Locate, in the data below, the line that contains "if !(px.is_finite() &&" and the line that contains "pub fn move_by(&mut"; reproduce exactly those two lines and every line between them, nothing more.

##### Dataset #####

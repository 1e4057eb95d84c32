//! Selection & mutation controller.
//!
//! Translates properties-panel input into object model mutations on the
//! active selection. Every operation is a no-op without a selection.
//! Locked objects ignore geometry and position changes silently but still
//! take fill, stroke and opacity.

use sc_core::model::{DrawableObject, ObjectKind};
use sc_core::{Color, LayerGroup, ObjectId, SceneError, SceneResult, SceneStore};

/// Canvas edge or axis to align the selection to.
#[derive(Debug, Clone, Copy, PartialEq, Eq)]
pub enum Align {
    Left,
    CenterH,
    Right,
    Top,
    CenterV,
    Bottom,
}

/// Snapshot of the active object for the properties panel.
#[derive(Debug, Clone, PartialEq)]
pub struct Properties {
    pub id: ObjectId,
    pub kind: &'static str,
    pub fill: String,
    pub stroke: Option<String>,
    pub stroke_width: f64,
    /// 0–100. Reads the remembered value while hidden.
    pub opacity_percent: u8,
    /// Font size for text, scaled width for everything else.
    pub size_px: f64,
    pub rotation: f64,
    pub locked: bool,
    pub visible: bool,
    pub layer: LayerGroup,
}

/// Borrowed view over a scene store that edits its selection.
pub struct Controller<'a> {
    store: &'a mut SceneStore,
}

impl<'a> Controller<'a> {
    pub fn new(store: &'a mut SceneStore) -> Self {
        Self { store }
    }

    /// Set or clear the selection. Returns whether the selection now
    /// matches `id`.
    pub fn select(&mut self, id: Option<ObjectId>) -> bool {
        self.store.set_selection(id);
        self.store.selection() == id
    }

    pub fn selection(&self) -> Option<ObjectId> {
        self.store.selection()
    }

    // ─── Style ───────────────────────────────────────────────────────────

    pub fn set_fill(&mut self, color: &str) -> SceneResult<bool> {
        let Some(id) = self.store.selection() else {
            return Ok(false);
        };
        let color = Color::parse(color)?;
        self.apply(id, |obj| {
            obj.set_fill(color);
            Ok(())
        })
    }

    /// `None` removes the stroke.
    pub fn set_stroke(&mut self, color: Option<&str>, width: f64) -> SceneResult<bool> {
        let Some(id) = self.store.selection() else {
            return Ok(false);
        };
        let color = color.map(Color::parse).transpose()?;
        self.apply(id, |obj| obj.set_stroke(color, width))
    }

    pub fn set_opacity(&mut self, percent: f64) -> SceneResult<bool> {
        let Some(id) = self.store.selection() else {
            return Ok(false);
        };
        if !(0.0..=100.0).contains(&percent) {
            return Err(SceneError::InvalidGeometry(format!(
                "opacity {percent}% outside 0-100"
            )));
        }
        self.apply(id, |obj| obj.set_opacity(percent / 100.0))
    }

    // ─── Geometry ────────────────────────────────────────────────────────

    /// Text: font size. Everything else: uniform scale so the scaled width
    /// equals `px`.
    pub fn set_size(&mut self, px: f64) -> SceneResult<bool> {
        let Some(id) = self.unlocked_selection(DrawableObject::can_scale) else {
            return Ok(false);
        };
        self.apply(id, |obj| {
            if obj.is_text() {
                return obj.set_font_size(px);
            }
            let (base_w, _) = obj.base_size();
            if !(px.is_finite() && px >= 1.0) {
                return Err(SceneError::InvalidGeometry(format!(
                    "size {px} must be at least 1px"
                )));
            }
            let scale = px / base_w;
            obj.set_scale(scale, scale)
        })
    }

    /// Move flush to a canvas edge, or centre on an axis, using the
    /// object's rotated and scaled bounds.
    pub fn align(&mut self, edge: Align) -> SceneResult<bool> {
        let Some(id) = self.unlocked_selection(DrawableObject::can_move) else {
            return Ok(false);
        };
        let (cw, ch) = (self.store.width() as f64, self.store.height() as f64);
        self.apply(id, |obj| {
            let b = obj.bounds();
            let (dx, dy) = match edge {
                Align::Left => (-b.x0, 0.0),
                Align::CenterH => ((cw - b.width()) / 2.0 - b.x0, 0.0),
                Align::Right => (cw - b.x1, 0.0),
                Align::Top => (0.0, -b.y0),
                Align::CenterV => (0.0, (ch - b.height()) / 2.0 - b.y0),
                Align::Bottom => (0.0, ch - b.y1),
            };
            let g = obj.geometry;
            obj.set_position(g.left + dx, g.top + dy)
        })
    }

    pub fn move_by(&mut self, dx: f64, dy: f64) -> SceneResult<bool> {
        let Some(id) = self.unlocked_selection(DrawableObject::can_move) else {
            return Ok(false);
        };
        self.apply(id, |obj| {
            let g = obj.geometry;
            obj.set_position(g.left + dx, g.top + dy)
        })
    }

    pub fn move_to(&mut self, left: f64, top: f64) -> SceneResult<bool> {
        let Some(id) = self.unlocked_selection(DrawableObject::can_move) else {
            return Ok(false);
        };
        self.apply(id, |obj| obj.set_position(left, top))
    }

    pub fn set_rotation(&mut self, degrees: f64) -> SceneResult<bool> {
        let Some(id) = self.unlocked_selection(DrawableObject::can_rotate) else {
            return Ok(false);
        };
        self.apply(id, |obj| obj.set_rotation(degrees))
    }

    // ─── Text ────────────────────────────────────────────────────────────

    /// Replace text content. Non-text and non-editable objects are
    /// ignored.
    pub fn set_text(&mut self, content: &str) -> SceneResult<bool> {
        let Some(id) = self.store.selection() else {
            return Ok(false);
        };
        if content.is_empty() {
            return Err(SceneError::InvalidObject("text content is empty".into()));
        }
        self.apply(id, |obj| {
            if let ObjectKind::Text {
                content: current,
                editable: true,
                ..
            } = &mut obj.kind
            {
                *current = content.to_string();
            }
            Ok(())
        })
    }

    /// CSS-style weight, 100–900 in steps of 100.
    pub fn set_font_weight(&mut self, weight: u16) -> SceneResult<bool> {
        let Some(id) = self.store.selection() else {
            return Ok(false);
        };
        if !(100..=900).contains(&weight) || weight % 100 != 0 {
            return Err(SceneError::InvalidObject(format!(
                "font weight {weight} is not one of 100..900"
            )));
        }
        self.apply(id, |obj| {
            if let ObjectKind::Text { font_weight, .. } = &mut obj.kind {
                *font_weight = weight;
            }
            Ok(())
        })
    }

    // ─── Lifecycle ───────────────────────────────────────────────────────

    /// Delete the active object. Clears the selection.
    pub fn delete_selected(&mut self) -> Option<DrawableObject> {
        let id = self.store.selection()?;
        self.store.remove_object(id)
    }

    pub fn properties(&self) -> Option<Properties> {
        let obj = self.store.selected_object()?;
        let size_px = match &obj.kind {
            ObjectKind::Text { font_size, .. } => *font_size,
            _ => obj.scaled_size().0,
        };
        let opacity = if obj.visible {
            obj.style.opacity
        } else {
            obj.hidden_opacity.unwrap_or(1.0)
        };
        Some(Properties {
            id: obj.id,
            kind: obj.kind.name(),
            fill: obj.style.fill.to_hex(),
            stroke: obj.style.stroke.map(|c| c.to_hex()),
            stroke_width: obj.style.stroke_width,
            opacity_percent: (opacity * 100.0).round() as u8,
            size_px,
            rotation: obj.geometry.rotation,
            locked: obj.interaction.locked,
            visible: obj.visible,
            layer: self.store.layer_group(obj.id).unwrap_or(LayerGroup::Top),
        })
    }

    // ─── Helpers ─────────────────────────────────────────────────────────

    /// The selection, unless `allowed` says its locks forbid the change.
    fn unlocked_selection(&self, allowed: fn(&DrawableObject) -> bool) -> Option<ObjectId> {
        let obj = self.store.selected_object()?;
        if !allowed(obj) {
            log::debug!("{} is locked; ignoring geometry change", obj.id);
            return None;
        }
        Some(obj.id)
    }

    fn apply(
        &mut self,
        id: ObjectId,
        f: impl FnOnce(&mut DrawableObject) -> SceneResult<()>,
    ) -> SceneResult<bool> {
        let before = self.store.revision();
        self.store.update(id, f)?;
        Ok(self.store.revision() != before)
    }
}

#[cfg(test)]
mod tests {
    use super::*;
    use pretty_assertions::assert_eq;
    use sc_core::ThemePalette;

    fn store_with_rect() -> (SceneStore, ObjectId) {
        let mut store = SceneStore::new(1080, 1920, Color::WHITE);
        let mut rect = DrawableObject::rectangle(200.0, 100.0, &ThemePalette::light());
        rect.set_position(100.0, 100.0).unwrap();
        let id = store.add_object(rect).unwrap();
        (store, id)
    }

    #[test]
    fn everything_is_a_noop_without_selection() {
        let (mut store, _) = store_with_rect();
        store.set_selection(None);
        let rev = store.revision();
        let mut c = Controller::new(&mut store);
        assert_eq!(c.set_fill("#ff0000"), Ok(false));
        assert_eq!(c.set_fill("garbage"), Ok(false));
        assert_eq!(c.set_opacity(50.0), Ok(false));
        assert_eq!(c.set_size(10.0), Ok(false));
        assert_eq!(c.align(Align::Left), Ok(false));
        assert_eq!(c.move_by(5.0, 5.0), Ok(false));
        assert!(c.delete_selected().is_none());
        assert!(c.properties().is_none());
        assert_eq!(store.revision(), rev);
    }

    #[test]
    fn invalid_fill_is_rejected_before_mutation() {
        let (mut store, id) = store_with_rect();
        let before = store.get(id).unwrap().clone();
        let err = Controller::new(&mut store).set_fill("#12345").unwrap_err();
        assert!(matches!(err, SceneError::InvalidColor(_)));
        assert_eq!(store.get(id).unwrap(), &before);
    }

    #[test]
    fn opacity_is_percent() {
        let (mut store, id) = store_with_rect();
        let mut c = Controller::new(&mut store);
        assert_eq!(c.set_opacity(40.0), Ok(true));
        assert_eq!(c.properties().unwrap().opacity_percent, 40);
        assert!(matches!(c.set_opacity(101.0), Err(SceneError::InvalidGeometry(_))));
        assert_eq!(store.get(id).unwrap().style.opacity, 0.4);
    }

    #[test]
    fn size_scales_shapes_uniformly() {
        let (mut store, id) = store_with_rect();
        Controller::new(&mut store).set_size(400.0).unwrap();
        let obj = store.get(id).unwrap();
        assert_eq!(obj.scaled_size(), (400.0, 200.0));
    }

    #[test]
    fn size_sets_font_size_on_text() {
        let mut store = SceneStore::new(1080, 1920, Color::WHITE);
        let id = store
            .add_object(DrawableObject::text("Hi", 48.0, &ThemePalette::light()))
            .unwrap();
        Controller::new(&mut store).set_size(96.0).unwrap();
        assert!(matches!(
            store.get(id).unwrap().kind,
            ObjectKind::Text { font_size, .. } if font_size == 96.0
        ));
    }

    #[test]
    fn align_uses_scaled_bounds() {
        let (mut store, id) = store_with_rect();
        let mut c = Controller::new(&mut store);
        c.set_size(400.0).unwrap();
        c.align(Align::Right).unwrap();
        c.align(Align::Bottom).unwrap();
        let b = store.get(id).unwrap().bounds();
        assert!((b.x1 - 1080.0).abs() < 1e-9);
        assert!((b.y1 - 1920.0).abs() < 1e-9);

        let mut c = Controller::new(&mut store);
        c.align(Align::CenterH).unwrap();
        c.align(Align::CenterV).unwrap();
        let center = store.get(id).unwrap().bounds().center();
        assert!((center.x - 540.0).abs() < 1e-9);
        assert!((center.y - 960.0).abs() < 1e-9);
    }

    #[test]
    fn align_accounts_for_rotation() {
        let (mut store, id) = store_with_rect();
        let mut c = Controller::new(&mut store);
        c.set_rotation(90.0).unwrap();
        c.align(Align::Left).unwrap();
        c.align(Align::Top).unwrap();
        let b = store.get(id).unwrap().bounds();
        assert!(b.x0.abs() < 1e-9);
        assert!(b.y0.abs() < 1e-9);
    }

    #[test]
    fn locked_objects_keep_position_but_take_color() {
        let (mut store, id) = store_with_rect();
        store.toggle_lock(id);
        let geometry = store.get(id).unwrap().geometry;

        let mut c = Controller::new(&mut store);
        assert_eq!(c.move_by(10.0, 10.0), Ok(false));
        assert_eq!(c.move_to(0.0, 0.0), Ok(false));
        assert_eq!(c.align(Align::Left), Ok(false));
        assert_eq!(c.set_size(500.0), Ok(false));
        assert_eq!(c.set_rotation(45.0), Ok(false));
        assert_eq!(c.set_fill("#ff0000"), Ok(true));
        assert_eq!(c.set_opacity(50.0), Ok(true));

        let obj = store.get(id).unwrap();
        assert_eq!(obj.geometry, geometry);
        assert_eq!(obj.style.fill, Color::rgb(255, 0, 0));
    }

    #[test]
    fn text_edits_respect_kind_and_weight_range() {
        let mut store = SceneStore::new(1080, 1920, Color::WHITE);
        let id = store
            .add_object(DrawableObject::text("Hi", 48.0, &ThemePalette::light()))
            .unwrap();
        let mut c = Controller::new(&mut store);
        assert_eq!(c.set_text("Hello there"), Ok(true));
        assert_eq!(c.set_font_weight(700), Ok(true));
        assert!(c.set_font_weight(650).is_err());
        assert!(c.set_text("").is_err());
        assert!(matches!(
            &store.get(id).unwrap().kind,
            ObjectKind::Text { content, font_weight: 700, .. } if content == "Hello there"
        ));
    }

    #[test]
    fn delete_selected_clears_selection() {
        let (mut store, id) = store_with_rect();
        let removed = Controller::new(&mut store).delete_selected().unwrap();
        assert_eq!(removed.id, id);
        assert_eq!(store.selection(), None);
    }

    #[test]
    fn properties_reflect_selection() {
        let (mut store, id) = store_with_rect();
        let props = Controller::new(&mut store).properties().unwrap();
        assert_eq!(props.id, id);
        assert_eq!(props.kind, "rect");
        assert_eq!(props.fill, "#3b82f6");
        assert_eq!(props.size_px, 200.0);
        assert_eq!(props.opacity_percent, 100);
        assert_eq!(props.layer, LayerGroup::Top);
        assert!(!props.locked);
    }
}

#####

Exercise output »
            if !(px.is_finite() && px >= 1.0) {
                return Err(SceneError::InvalidGeometry(format!(
                    "size {px} must be at least 1px"
                )));
            }
            let scale = px / base_w;
            obj.set_scale(scale, scale)
        })
    }

    /// Move flush to a canvas edge, or centre on an axis, using the
    /// object's rotated and scaled bounds.
    pub fn align(&mut self, edge: Align) -> SceneResult<bool> {
        let Some(id) = self.unlocked_selection(DrawableObject::can_move) else {
            return Ok(false);
        };
        let (cw, ch) = (self.store.width() as f64, self.store.height() as f64);
        self.apply(id, |obj| {
            let b = obj.bounds();
            let (dx, dy) = match edge {
                Align::Left => (-b.x0, 0.0),
                Align::CenterH => ((cw - b.width()) / 2.0 - b.x0, 0.0),
                Align::Right => (cw - b.x1, 0.0),
                Align::Top => (0.0, -b.y0),
                Align::CenterV => (0.0, (ch - b.height()) / 2.0 - b.y0),
                Align::Bottom => (0.0, ch - b.y1),
            };
            let g = obj.geometry;
            obj.set_position(g.left + dx, g.top + dy)
        })
    }

    pub fn move_by(&mut self, dx: f64, dy: f64) -> SceneResult<bool> {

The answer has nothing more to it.